» What the exercise asks: What lines below mention the word "impl"? Copy each one.

[Dataset entries]
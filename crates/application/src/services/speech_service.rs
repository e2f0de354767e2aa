//! Speech service - direct recognition and synthesis use cases

use std::{fmt, sync::Arc, time::Duration};

use domain::TranscriptionResult;
use tracing::{info, instrument, warn};

use super::deadline::{DEFAULT_BACKEND_TIMEOUT, within};
use crate::{
    error::ApplicationError,
    ports::{
        SpeechRecognitionPort, SpeechSynthesisPort, SynthesisOptions, SynthesisResult,
        VoiceDescriptor, VoiceGender,
    },
};

/// Language used when synthesis in the requested language fails
pub const FALLBACK_LANGUAGE_CODE: &str = "en-US";

/// Service exposing the speech backends to the transport layer
pub struct SpeechService {
    recognizer: Arc<dyn SpeechRecognitionPort>,
    synthesizer: Arc<dyn SpeechSynthesisPort>,
    timeout: Duration,
}

impl fmt::Debug for SpeechService {
    fn fmt(&self, f: &mut fmt::Formatter<'_>) -> fmt::Result {
        f.debug_struct("SpeechService")
            .field("timeout", &self.timeout)
            .finish_non_exhaustive()
    }
}

impl SpeechService {
    /// Create a new speech service
    pub fn new(
        recognizer: Arc<dyn SpeechRecognitionPort>,
        synthesizer: Arc<dyn SpeechSynthesisPort>,
    ) -> Self {
        Self::with_timeout(recognizer, synthesizer, DEFAULT_BACKEND_TIMEOUT)
    }

    /// Create a speech service with a custom backend timeout
    pub fn with_timeout(
        recognizer: Arc<dyn SpeechRecognitionPort>,
        synthesizer: Arc<dyn SpeechSynthesisPort>,
        timeout: Duration,
    ) -> Self {
        Self {
            recognizer,
            synthesizer,
            timeout,
        }
    }

    /// Transcribe audio with word timings
    #[instrument(skip(self, audio), fields(audio_size = audio.len()))]
    pub async fn transcribe(
        &self,
        audio: Vec<u8>,
        language_code: &str,
    ) -> Result<TranscriptionResult, ApplicationError> {
        if audio.is_empty() {
            return Err(ApplicationError::InvalidInput(
                "Audio data is empty".to_string(),
            ));
        }

        within(
            self.timeout,
            "speech recognition",
            self.recognizer.transcribe(audio, language_code, true),
        )
        .await
    }

    /// Synthesize text, retrying once in English with a neutral voice
    ///
    /// # Errors
    ///
    /// Blank text and out-of-range voice parameters are `InvalidInput`. When
    /// the English retry fails too, its error is returned.
    #[instrument(skip(self, text), fields(text_len = text.len(), language = %options.language_code))]
    pub async fn synthesize(
        &self,
        text: &str,
        options: &SynthesisOptions,
    ) -> Result<SynthesisResult, ApplicationError> {
        if text.trim().is_empty() {
            return Err(ApplicationError::InvalidInput(
                "text must not be empty".to_string(),
            ));
        }
        options.validate()?;

        let primary = within(
            self.timeout,
            "speech synthesis",
            self.synthesizer.synthesize(text, options),
        )
        .await;

        match primary {
            Ok(result) => Ok(result),
            Err(e) if e.is_client_error() || options.language_code == FALLBACK_LANGUAGE_CODE => {
                Err(e)
            },
            Err(e) => {
                warn!(
                    error = %e,
                    language = %options.language_code,
                    "Synthesis failed, falling back to {}", FALLBACK_LANGUAGE_CODE
                );
                let fallback = SynthesisOptions {
                    language_code: FALLBACK_LANGUAGE_CODE.to_string(),
                    gender: VoiceGender::Neutral,
                    ..options.clone()
                };
                let result = within(
                    self.timeout,
                    "speech synthesis",
                    self.synthesizer.synthesize(text, &fallback),
                )
                .await?;
                info!("Synthesized speech with fallback voice");
                Ok(result)
            },
        }
    }

    /// Synthesize an SSML document with a neutral voice
    #[instrument(skip(self, ssml), fields(ssml_len = ssml.len()))]
    pub async fn synthesize_ssml(
        &self,
        ssml: &str,
        language_code: &str,
    ) -> Result<SynthesisResult, ApplicationError> {
        if ssml.trim().is_empty() {
            return Err(ApplicationError::InvalidInput(
                "ssml must not be empty".to_string(),
            ));
        }
        let options = SynthesisOptions::new(language_code);
        options.validate()?;

        within(
            self.timeout,
            "speech synthesis",
            self.synthesizer.synthesize_ssml(ssml, &options),
        )
        .await
    }

    /// Voices available for a language
    #[instrument(skip(self))]
    pub async fn list_voices(
        &self,
        language_code: &str,
    ) -> Result<Vec<VoiceDescriptor>, ApplicationError> {
        within(
            self.timeout,
            "voice listing",
            self.synthesizer.list_voices(Some(language_code.to_string())),
        )
        .await
    }

    /// Whether both speech backends answer
    pub async fn is_available(&self) -> bool {
        let (recognition, synthesis) =
            tokio::join!(self.recognizer.is_available(), self.synthesizer.is_available());
        recognition && synthesis
    }
}

#[cfg(test)]
mod tests {
    use super::*;
    use crate::ports::{MockSpeechRecognitionPort, MockSpeechSynthesisPort};
    use mockall::Sequence;
    use mockall::predicate::*;

    fn mp3(language_code: &str) -> SynthesisResult {
        SynthesisResult {
            audio_data: vec![0xFF, 0xFB],
            mime_type: "audio/mpeg".to_string(),
            language_code: language_code.to_string(),
        }
    }

    fn service_with_synth(synth: MockSpeechSynthesisPort) -> SpeechService {
        SpeechService::new(Arc::new(MockSpeechRecognitionPort::new()), Arc::new(synth))
    }

    #[tokio::test]
    async fn transcribe_requests_word_timing() {
        let mut recognizer = MockSpeechRecognitionPort::new();
        recognizer
            .expect_transcribe()
            .with(always(), eq("vi-VN"), eq(true))
            .times(1)
            .returning(|_, _, _| Ok(TranscriptionResult::new("xin chào", 0.92)));

        let service = SpeechService::new(
            Arc::new(recognizer),
            Arc::new(MockSpeechSynthesisPort::new()),
        );

        let result = service.transcribe(vec![1, 2], "vi-VN").await.unwrap();
        assert_eq!(result.transcript, "xin chào");
    }

    #[tokio::test]
    async fn transcribe_rejects_empty_audio() {
        let service = SpeechService::new(
            Arc::new(MockSpeechRecognitionPort::new()),
            Arc::new(MockSpeechSynthesisPort::new()),
        );
        let result = service.transcribe(Vec::new(), "km-KH").await;
        assert!(matches!(result, Err(ApplicationError::InvalidInput(_))));
    }

    #[tokio::test]
    async fn synthesize_success_uses_requested_voice() {
        let mut synth = MockSpeechSynthesisPort::new();
        synth
            .expect_synthesize()
            .withf(|text, options| {
                text == "ជំរាបសួរ"
                    && options.language_code == "km-KH"
                    && options.gender == VoiceGender::Female
            })
            .times(1)
            .returning(|_, options| Ok(mp3(&options.language_code)));

        let options = SynthesisOptions::new("km-KH").with_gender(VoiceGender::Female);
        let result = service_with_synth(synth)
            .synthesize("ជំរាបសួរ", &options)
            .await
            .unwrap();

        assert_eq!(result.language_code, "km-KH");
        assert_eq!(result.mime_type, "audio/mpeg");
    }

    #[tokio::test]
    async fn synthesize_falls_back_to_english_neutral() {
        let mut seq = Sequence::new();
        let mut synth = MockSpeechSynthesisPort::new();
        synth
            .expect_synthesize()
            .withf(|_, options| options.language_code == "km-KH")
            .times(1)
            .in_sequence(&mut seq)
            .returning(|_, _| Err(ApplicationError::ExternalService("voice not found".into())));
        synth
            .expect_synthesize()
            .withf(|_, options| {
                options.language_code == "en-US"
                    && options.gender == VoiceGender::Neutral
                    && (options.speaking_rate - 0.8).abs() < f32::EPSILON
            })
            .times(1)
            .in_sequence(&mut seq)
            .returning(|_, options| Ok(mp3(&options.language_code)));

        let options = SynthesisOptions::new("km-KH")
            .with_gender(VoiceGender::Male)
            .with_speaking_rate(0.8);
        let result = service_with_synth(synth)
            .synthesize("hello", &options)
            .await
            .unwrap();

        assert_eq!(result.language_code, "en-US");
    }

    #[tokio::test]
    async fn synthesize_propagates_when_fallback_fails() {
        let mut synth = MockSpeechSynthesisPort::new();
        synth
            .expect_synthesize()
            .times(2)
            .returning(|_, _| Err(ApplicationError::ExternalService("tts down".into())));

        let result = service_with_synth(synth)
            .synthesize("hello", &SynthesisOptions::new("lo-LA"))
            .await;

        assert!(matches!(result, Err(ApplicationError::ExternalService(_))));
    }

    #[tokio::test]
    async fn english_failure_is_not_retried() {
        let mut synth = MockSpeechSynthesisPort::new();
        synth
            .expect_synthesize()
            .times(1)
            .returning(|_, _| Err(ApplicationError::RateLimited));

        let result = service_with_synth(synth)
            .synthesize("hello", &SynthesisOptions::new("en-US"))
            .await;

        assert!(matches!(result, Err(ApplicationError::RateLimited)));
    }

    #[tokio::test]
    async fn synthesize_validates_before_calling_backend() {
        let mut synth = MockSpeechSynthesisPort::new();
        synth.expect_synthesize().never();
        let service = service_with_synth(synth);

        let too_fast = SynthesisOptions::new("km-KH").with_speaking_rate(5.0);
        assert!(matches!(
            service.synthesize("hello", &too_fast).await,
            Err(ApplicationError::InvalidInput(_))
        ));
        assert!(matches!(
            service.synthesize("   ", &SynthesisOptions::new("km-KH")).await,
            Err(ApplicationError::InvalidInput(_))
        ));
    }

    #[tokio::test]
    async fn synthesize_ssml_uses_neutral_voice() {
        let mut synth = MockSpeechSynthesisPort::new();
        synth
            .expect_synthesize_ssml()
            .withf(|ssml, options| {
                ssml.starts_with("<speak>")
                    && options.language_code == "km-KH"
                    && options.gender == VoiceGender::Neutral
            })
            .times(1)
            .returning(|_, options| Ok(mp3(&options.language_code)));

        let result = service_with_synth(synth)
            .synthesize_ssml("<speak>ជំរាបសួរ</speak>", "km-KH")
            .await
            .unwrap();
        assert_eq!(result.audio_data, vec![0xFF, 0xFB]);
    }

    #[tokio::test]
    async fn list_voices_passes_language() {
        let mut synth = MockSpeechSynthesisPort::new();
        synth
            .expect_list_voices()
            .with(eq(Some("km-KH".to_string())))
            .times(1)
            .returning(|_| {
                Ok(vec![VoiceDescriptor {
                    name: "km-KH-Standard-A".to_string(),
                    language_codes: vec!["km-KH".to_string()],
                    gender: VoiceGender::Female,
                    natural_sample_rate_hertz: 24000,
                }])
            });

        let voices = service_with_synth(synth).list_voices("km-KH").await.unwrap();
        assert_eq!(voices.len(), 1);
        assert_eq!(voices[0].name, "km-KH-Standard-A");
    }

    #[tokio::test]
    async fn availability_requires_both_backends() {
        let mut recognizer = MockSpeechRecognitionPort::new();
        recognizer.expect_is_available().returning(|| true);
        let mut synth = MockSpeechSynthesisPort::new();
        synth.expect_is_available().returning(|| false);

        let service = SpeechService::new(Arc::new(recognizer), Arc::new(synth));
        assert!(!service.is_available().await);
    }
}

» Task output:
impl fmt::Debug for SpeechService {
impl SpeechService {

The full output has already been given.